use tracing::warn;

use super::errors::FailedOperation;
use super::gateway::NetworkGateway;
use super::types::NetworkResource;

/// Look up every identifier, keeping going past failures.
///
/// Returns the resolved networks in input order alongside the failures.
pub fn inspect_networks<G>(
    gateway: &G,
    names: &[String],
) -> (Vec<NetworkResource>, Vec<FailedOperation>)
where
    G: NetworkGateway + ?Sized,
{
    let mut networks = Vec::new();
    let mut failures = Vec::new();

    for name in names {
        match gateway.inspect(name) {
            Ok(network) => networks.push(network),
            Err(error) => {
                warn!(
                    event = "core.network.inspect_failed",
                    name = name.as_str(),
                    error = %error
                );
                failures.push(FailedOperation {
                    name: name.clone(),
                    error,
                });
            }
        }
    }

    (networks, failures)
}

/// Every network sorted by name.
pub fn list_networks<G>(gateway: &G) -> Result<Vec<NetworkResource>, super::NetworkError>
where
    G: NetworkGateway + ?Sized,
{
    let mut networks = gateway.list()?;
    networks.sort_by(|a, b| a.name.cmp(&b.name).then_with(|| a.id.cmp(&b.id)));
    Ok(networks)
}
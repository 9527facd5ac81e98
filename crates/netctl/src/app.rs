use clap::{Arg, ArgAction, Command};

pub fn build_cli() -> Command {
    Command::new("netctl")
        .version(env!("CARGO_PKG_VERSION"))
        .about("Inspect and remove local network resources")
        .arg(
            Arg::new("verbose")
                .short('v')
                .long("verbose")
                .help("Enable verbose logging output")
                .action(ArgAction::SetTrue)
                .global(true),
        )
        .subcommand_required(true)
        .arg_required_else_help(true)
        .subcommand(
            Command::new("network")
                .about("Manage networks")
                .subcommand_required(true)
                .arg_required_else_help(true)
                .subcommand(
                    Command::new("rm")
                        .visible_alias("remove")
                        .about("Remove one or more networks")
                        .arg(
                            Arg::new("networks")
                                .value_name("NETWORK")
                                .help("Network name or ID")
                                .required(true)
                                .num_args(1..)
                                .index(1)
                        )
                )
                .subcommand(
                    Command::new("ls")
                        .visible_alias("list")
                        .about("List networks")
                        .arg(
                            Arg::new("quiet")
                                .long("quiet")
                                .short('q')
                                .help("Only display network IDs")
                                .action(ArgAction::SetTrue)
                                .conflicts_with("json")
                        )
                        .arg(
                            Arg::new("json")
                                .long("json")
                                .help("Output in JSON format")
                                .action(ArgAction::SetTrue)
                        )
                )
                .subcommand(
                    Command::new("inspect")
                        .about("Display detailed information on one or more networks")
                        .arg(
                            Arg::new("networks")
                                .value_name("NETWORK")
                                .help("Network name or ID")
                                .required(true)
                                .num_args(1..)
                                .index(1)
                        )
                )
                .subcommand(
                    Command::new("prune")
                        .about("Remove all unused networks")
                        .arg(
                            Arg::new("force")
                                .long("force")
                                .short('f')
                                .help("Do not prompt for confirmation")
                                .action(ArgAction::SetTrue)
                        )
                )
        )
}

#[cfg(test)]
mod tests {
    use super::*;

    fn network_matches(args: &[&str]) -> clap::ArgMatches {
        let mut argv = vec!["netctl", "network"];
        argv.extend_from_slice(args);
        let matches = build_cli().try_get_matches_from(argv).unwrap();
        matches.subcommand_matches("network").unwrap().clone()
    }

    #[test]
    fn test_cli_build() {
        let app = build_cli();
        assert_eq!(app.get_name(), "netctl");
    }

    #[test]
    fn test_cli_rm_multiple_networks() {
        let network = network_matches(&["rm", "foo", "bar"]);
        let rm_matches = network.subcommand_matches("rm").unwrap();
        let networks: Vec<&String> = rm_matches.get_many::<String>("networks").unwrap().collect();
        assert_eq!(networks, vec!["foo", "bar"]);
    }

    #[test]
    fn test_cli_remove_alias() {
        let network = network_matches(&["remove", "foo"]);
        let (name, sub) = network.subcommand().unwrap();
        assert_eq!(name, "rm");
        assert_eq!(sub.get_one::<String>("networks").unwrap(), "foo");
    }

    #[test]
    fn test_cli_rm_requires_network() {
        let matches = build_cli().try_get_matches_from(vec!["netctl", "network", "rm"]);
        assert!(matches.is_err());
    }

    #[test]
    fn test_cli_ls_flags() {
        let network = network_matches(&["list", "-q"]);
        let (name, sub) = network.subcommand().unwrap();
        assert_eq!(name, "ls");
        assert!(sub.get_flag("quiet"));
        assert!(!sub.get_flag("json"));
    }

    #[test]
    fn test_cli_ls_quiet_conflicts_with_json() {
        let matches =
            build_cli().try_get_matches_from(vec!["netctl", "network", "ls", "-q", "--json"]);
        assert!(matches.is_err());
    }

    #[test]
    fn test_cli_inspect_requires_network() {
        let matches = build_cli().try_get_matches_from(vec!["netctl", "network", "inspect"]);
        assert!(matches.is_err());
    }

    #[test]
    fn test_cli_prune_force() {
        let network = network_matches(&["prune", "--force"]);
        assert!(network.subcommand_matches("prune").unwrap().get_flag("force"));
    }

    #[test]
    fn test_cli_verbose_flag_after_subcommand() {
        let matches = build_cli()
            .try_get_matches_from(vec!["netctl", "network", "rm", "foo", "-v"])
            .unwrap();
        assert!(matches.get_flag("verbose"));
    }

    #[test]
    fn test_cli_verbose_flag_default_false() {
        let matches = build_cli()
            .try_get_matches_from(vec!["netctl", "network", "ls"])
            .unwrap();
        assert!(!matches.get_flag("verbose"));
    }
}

-----

Work order: All lines of the data above that include the word "more" must be shown.

Task response:
                        .about("Remove one or more networks")
                        .about("Display detailed information on one or more networks")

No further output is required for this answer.